Voltaire, de l'horrible danger de la lecture
[De son « palais de la stupidité », Joussouf-Cheribi, mouphti du Saint-Empire ottoman, met ses fidèles en garde contre « l’infernale invention de l’imprimerie, pour les causes ci-dessous énoncées »]
(Apport de la connaissance => négatif) 1. Cette facilité de communiquer ses pensées tend évidemment à dissiper l’ignorance, qui est la gardienne et la sauvegarde des États bien policés.
(Apport de la technologie => négatif) 2. Il est à craindre que, parmi les livres apportés d’Occident, il s’en trouve quelques-uns sur l’agriculture et sur les moyens de perfectionner les arts mécaniques, lesquels ouvrages pourraient à la longue, ce qu’à Dieu ne plaise, réveiller le génie de nos cultivateurs et de nos manufacturiers, exciter leur industrie, augmenter leurs richesses, et leur inspirer un jour quelque élévation d’âme, quelque amour du bien public, sentiments absolument opposés à la sainte doctrine.
(Apport de l'histoire écrite => négatif) 3. Il arriverait à la fin que nous aurions des livres d’histoire dégagés du merveilleux qui entretient la nation dans une heureuse stupidité.
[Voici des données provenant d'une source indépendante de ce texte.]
// src/config.rs
//! Classifier bundle schema (TOML) and loading.
//!
//! The bundle is plain data: fallback keyword table, weights, social-media UI
//! vocabulary, negative hints and the ordered rule blocks. A copy of
//! `config/classifier.toml` is compiled into the binary so the library works
//! without any file on disk.

use anyhow::{anyhow, Context};
use serde::Deserialize;
use std::collections::HashMap;
use std::fs;
use std::path::{Path, PathBuf};
use tracing::info;

// --- env defaults & names ---
pub const DEFAULT_CONFIG_PATH: &str = "config/classifier.toml";
pub const ENV_CONFIG_PATH: &str = "SORTER_CONFIG_PATH";
pub const ENV_CONFIDENCE_FLOOR: &str = "SORTER_CONFIDENCE_FLOOR";

pub const DEFAULT_KEYWORD_WEIGHT: i32 = 3;
pub const DEFAULT_CONFIDENCE_FLOOR: i32 = 3;
pub const DEFAULT_MIN_MARGIN: i32 = 2;
pub const DEFAULT_NEGATIVE_HINT_PENALTY: i32 = 2;
pub const DEFAULT_MAX_MATCHED_TERMS: usize = 5;
pub const DEFAULT_GAP_WINDOW: usize = 10;
pub const DEFAULT_MIN_HITS: usize = 2;

const BUILTIN_BUNDLE: &str = include_str!("../config/classifier.toml");

#[derive(Debug, Clone, Deserialize)]
pub struct ClassifierConfig {
    #[serde(default = "default_version")]
    pub version: String,
    #[serde(default)]
    pub scoring: ScoringSection,
    #[serde(default)]
    pub noise: NoiseSection,
    #[serde(default)]
    pub toy_context: Option<ToyContextSection>,
    #[serde(default)]
    pub weights: HashMap<String, i32>,
    #[serde(default)]
    pub negative_hints: Vec<NegativeHintSection>,
    #[serde(default)]
    pub rules: Vec<RuleSection>,
    #[serde(default)]
    pub categories: Vec<CategorySection>,
}

fn default_version() -> String {
    "unversioned".to_string()
}

/// Fallback scorer knobs. Every field may be omitted.
#[derive(Debug, Clone, Deserialize)]
#[serde(default)]
pub struct ScoringSection {
    pub default_weight: i32,
    pub confidence_floor: i32,
    pub min_margin: i32,
    pub negative_hint_penalty: i32,
    pub max_matched_terms: usize,
    /// Word window used by `gapped` phrases in rule blocks.
    pub gap_window: usize,
}

impl Default for ScoringSection {
    fn default() -> Self {
        Self {
            default_weight: DEFAULT_KEYWORD_WEIGHT,
            confidence_floor: DEFAULT_CONFIDENCE_FLOOR,
            min_margin: DEFAULT_MIN_MARGIN,
            negative_hint_penalty: DEFAULT_NEGATIVE_HINT_PENALTY,
            max_matched_terms: DEFAULT_MAX_MATCHED_TERMS,
            gap_window: DEFAULT_GAP_WINDOW,
        }
    }
}

#[derive(Debug, Clone, Default, Deserialize)]
pub struct NoiseSection {
    #[serde(default)]
    pub ui_vocabulary: Vec<String>,
}

/// Toy listings mention sizes ("vel. 30 cm") without being clothing.
#[derive(Debug, Clone, Deserialize)]
pub struct ToyContextSection {
    pub category: String,
    pub keywords: Vec<String>,
    pub skipped_keywords: Vec<String>,
}

#[derive(Debug, Clone, Deserialize)]
pub struct NegativeHintSection {
    pub category: String,
    pub patterns: Vec<String>, // regex over normalized text
}

#[derive(Debug, Clone, Copy, PartialEq, Eq, Deserialize)]
#[serde(rename_all = "snake_case")]
pub enum RuleKind {
    /// Fires when at least `min_hits` of `triggers` match.
    Count,
    /// very_specific → combinational → contextual.
    Tiered,
}

#[derive(Debug, Clone, Deserialize)]
pub struct RuleSection {
    pub category: String,
    pub kind: RuleKind,
    #[serde(default)]
    pub triggers: Vec<String>,
    #[serde(default)]
    pub min_hits: Option<usize>,
    #[serde(default)]
    pub very_specific: Vec<String>,
    #[serde(default)]
    pub combinational: Vec<String>,
    #[serde(default)]
    pub contextual: Vec<String>,
    /// Phrases of this block that use the flexible (gapped) matcher.
    #[serde(default)]
    pub gapped: Vec<String>,
}

#[derive(Debug, Clone, Deserialize)]
pub struct CategorySection {
    pub name: String,
    pub keywords: Vec<String>,
}

impl ClassifierConfig {
    /// The bundle shipped inside the binary.
    pub fn builtin() -> anyhow::Result<Self> {
        Self::from_toml_str(BUILTIN_BUNDLE).context("built-in classifier bundle")
    }

    pub fn from_toml_str(toml_str: &str) -> anyhow::Result<Self> {
        let cfg: ClassifierConfig = toml::from_str(toml_str)?;
        Ok(cfg)
    }

    pub fn from_path(path: &Path) -> anyhow::Result<Self> {
        let content = fs::read_to_string(path).map_err(|e| {
            anyhow!(
                "Failed to read classifier config at {}: {}",
                path.display(),
                e
            )
        })?;
        Self::from_toml_str(&content)
            .with_context(|| format!("parsing classifier config {}", path.display()))
    }

    /// Resolve the bundle the way the binary does:
    /// 1) `$SORTER_CONFIG_PATH` (must exist)
    /// 2) `config/classifier.toml` when present
    /// 3) the built-in bundle
    ///
    /// `$SORTER_CONFIDENCE_FLOOR` then overrides `scoring.confidence_floor`.
    pub fn from_env() -> anyhow::Result<Self> {
        let mut cfg = match std::env::var(ENV_CONFIG_PATH) {
            Ok(p) => Self::from_path(Path::new(&p))?,
            Err(_) => {
                let default = PathBuf::from(DEFAULT_CONFIG_PATH);
                if default.exists() {
                    Self::from_path(&default)?
                } else {
                    info!("no {DEFAULT_CONFIG_PATH} on disk, using built-in bundle");
                    Self::builtin()?
                }
            }
        };
        if let Some(floor) = parse_floor_env(std::env::var(ENV_CONFIDENCE_FLOOR).ok()) {
            cfg.scoring.confidence_floor = floor;
        }
        Ok(cfg)
    }

    /// Names of the fallback categories, in table order.
    pub fn category_names(&self) -> Vec<String> {
        self.categories.iter().map(|c| c.name.clone()).collect()
    }
}

/// The path the hot-reload watcher should follow.
pub fn resolve_config_path() -> PathBuf {
    std::env::var(ENV_CONFIG_PATH)
        .map(PathBuf::from)
        .unwrap_or_else(|_| PathBuf::from(DEFAULT_CONFIG_PATH))
}

// parse optional integer env; negative floors make no sense
fn parse_floor_env(raw: Option<String>) -> Option<i32> {
    raw.and_then(|s| s.trim().parse::<i32>().ok())
        .map(|v| v.max(0))
}

#[cfg(test)]
mod tests {
    use super::*;
    use serial_test::serial;

    #[test]
    fn builtin_bundle_parses() {
        let cfg = ClassifierConfig::builtin().expect("builtin");
        assert_eq!(cfg.rules.len(), 12);
        assert_eq!(cfg.rules[0].category, "Recepty");
        assert_eq!(cfg.rules[11].category, "Holidays");
        assert!(cfg.category_names().iter().any(|c| c == "IT_Prace"));
        assert_eq!(cfg.scoring.confidence_floor, 3);
        assert_eq!(cfg.weights.get("jira"), Some(&10));
        assert!(cfg.toy_context.is_some());
        assert_eq!(cfg.negative_hints.len(), 2);
    }

    #[test]
    fn omitted_sections_take_defaults() {
        let cfg = ClassifierConfig::from_toml_str(
            r#"
[[categories]]
name = "Podcast"
keywords = ["podcast"]
"#,
        )
        .expect("minimal config");
        assert_eq!(cfg.version, "unversioned");
        assert_eq!(cfg.scoring.default_weight, DEFAULT_KEYWORD_WEIGHT);
        assert_eq!(cfg.scoring.min_margin, DEFAULT_MIN_MARGIN);
        assert_eq!(cfg.scoring.gap_window, DEFAULT_GAP_WINDOW);
        assert!(cfg.rules.is_empty());
        assert!(cfg.noise.ui_vocabulary.is_empty());
    }

    #[test]
    fn partial_scoring_section_keeps_other_defaults() {
        let cfg = ClassifierConfig::from_toml_str(
            r#"
[scoring]
confidence_floor = 7
"#,
        )
        .expect("partial scoring");
        assert_eq!(cfg.scoring.confidence_floor, 7);
        assert_eq!(cfg.scoring.negative_hint_penalty, DEFAULT_NEGATIVE_HINT_PENALTY);
    }

    #[test]
    fn unknown_rule_kind_is_rejected() {
        let err = ClassifierConfig::from_toml_str(
            r#"
[[rules]]
category = "X"
kind = "fuzzy"
"#,
        )
        .unwrap_err();
        assert!(err.to_string().contains("fuzzy") || err.to_string().contains("variant"));
    }

    #[test]
    fn floor_env_parsing() {
        assert_eq!(parse_floor_env(Some(" 5 ".into())), Some(5));
        assert_eq!(parse_floor_env(Some("-4".into())), Some(0));
        assert_eq!(parse_floor_env(Some("abc".into())), None);
        assert_eq!(parse_floor_env(None), None);
    }

    #[test]
    #[serial]
    fn env_path_and_floor_override() {
        let dir = std::env::temp_dir().join(format!(
            "sorter_cfg_test_{}",
            std::time::SystemTime::now()
                .duration_since(std::time::UNIX_EPOCH)
                .unwrap()
                .as_nanos()
        ));
        fs::create_dir_all(&dir).unwrap();
        let path = dir.join("bundle.toml");
        fs::write(
            &path,
            "version = \"test\"\n[[categories]]\nname = \"Podcast\"\nkeywords = [\"podcast\"]\n",
        )
        .unwrap();

        std::env::set_var(ENV_CONFIG_PATH, &path);
        std::env::set_var(ENV_CONFIDENCE_FLOOR, "9");
        let cfg = ClassifierConfig::from_env();
        std::env::remove_var(ENV_CONFIG_PATH);
        std::env::remove_var(ENV_CONFIDENCE_FLOOR);

        let cfg = cfg.expect("env config");
        assert_eq!(cfg.version, "test");
        assert_eq!(cfg.scoring.confidence_floor, 9);
        assert_eq!(resolve_config_path(), PathBuf::from(DEFAULT_CONFIG_PATH));

        let _ = fs::remove_dir_all(&dir);
    }

    #[test]
    #[serial]
    fn missing_env_path_is_an_error() {
        std::env::set_var(ENV_CONFIG_PATH, "/definitely/not/here/classifier.toml");
        let res = ClassifierConfig::from_env();
        std::env::remove_var(ENV_CONFIG_PATH);
        let err = res.unwrap_err().to_string();
        assert!(err.contains("Failed to read classifier config"), "{err}");
    }
}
On aurait dans ces livres l’imprudence de rendre justice aux bonnes et aux mauvaises actions, et de recommander l’équité et l’amour de la patrie, ce qui est visiblement contraire aux droits de notre place.
(Apport de la philosophie => négatif) 4. Il se pourrait, dans la suite des temps, que les misérables philosophes, sous le prétexte spécieux, mais punissable, d’éclairer les hommes et de les rendre meilleurs, viendraient nous enseigner des vertus dangereuses dont le peuple ne doit jamais avoir connaissance.
(Apport de livres religieux/spirituels => négatif) 5. Ils pourraient, en augmentant le respect qu’ils ont pour Dieu, et en imprimant scandaleusement qu’il remplit tout de sa présence, diminuer le nombre des pèlerins de La Mecque, au grand détriment du salut des âmes.